• **EXERCISE BRIEF**
The answer must consist solely of the line that contains "let config = cli.config.as_deref();" and all subsequent lines of the data, each reproduced exactly.

(PROVIDED DATA)

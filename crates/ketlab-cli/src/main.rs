//! Ketlab Command-Line Interface
//!
//! The main entry point for the `ketlab` tool. Running it without a
//! subcommand is the same as `ketlab script`: draw and simulate the demo
//! circuit, then run the bit-sign experiment.

#[global_allocator]
static GLOBAL: mimalloc::MiMalloc = mimalloc::MiMalloc;

use std::path::PathBuf;

use clap::{Parser, Subcommand};
use console::style;
use tracing_subscriber::EnvFilter;

mod commands;

use commands::{backends, bits, circuit, script, version};

/// Ketlab - circuit drawing, statevector simulation and bit-string experiments
#[derive(Parser)]
#[command(name = "ketlab")]
#[command(author, version, about, long_about = None)]
struct Cli {
    /// Increase verbosity (-v, -vv, -vvv)
    #[arg(short, long, action = clap::ArgAction::Count, global = true)]
    verbose: u8,

    /// Backend used to simulate circuits
    #[arg(
        short,
        long,
        env = "KETLAB_BACKEND",
        default_value = "simulator",
        global = true
    )]
    backend: String,

    /// YAML file overriding the bit-sign experiment literals
    #[arg(short, long, env = "KETLAB_CONFIG", global = true)]
    config: Option<PathBuf>,

    #[command(subcommand)]
    command: Option<Commands>,
}

#[derive(Subcommand)]
enum Commands {
    /// Run the circuit demo, then the bit-sign experiment
    Script,

    /// Draw the demo circuit and print its final statevector
    Circuit {
        /// Number of shots submitted with the circuit
        #[arg(short, long, default_value = "1024")]
        shots: u32,
    },

    /// Run the bit-sign experiment
    Bits {
        /// Output format (text, json)
        #[arg(short, long, default_value = "text")]
        format: String,
    },

    /// List available backends
    Backends,

    /// Show version information
    Version,
}

#[tokio::main]
async fn main() -> anyhow::Result<()> {
    let cli = Cli::parse();

    // Setup logging
    let filter = match cli.verbose {
        0 => "warn",
        1 => "info",
        2 => "debug",
        _ => "trace",
    };

    let env_filter =
        EnvFilter::try_from_default_env().unwrap_or_else(|_| EnvFilter::new(filter));

    tracing_subscriber::fmt()
        .with_env_filter(env_filter)
        .with_target(false)
        .with_writer(std::io::stderr)
        .init();

    let config = cli.config.as_deref();

    // Execute command
    let result = match cli.command.unwrap_or(Commands::Script) {
        Commands::Script => script::execute(&cli.backend, config).await,

        Commands::Circuit { shots } => circuit::execute(&cli.backend, shots).await,

        Commands::Bits { format } => bits::execute(config, &format),

        Commands::Backends => backends::execute().await,

        Commands::Version => {
            version::execute();
            Ok(())
        }
    };

    // Handle errors
    if let Err(e) = result {
        eprintln!("{} {:#}", style("Error:").red().bold(), e);
        std::process::exit(1);
    }

    Ok(())
}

(End PROVIDED DATA)

• **ANSWER TO THIS TASK**
    let config = cli.config.as_deref();

    // Execute command
    let result = match cli.command.unwrap_or(Commands::Script) {
        Commands::Script => script::execute(&cli.backend, config).await,

        Commands::Circuit { shots } => circuit::execute(&cli.backend, shots).await,

        Commands::Bits { format } => bits::execute(config, &format),

        Commands::Backends => backends::execute().await,

        Commands::Version => {
            version::execute();
            Ok(())
        }
    };

    // Handle errors
    if let Err(e) = result {
        eprintln!("{} {:#}", style("Error:").red().bold(), e);
        std::process::exit(1);
    }

    Ok(())
}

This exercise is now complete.